§ **EXERCISE INSTRUCTIONS**:
Reproduce the entries exactly. Omit none of them.

§ **DATA SHOWN**:
___

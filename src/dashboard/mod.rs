//! Dashboard synchronization: state, engine, scheduling and input bindings.

pub mod bindings;
pub mod engine;
pub mod schedule;
pub mod state;

pub use bindings::{Bindings, COMMAND_HELP, Command, Flow, Selection, parse_command};
pub use engine::{Dashboard, DetailOutcome, REFRESH_ERROR, RefreshOutcome, detail_fragments};
pub use schedule::{Debouncer, RefreshTimer, ScheduledTask};
pub use state::{DashboardState, FilterControls};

___

§ **ANSWER FOR THIS EXERCISE**:
filename src/dashboard/mod.rs
//! Dashboard synchronization: state, engine, scheduling and input bindings.

pub mod bindings;
pub mod engine;
pub mod schedule;
pub mod state;

pub use bindings::{Bindings, COMMAND_HELP, Command, Flow, Selection, parse_command};
pub use engine::{Dashboard, DetailOutcome, REFRESH_ERROR, RefreshOutcome, detail_fragments};
pub use schedule::{Debouncer, RefreshTimer, ScheduledTask};
pub use state::{DashboardState, FilterControls};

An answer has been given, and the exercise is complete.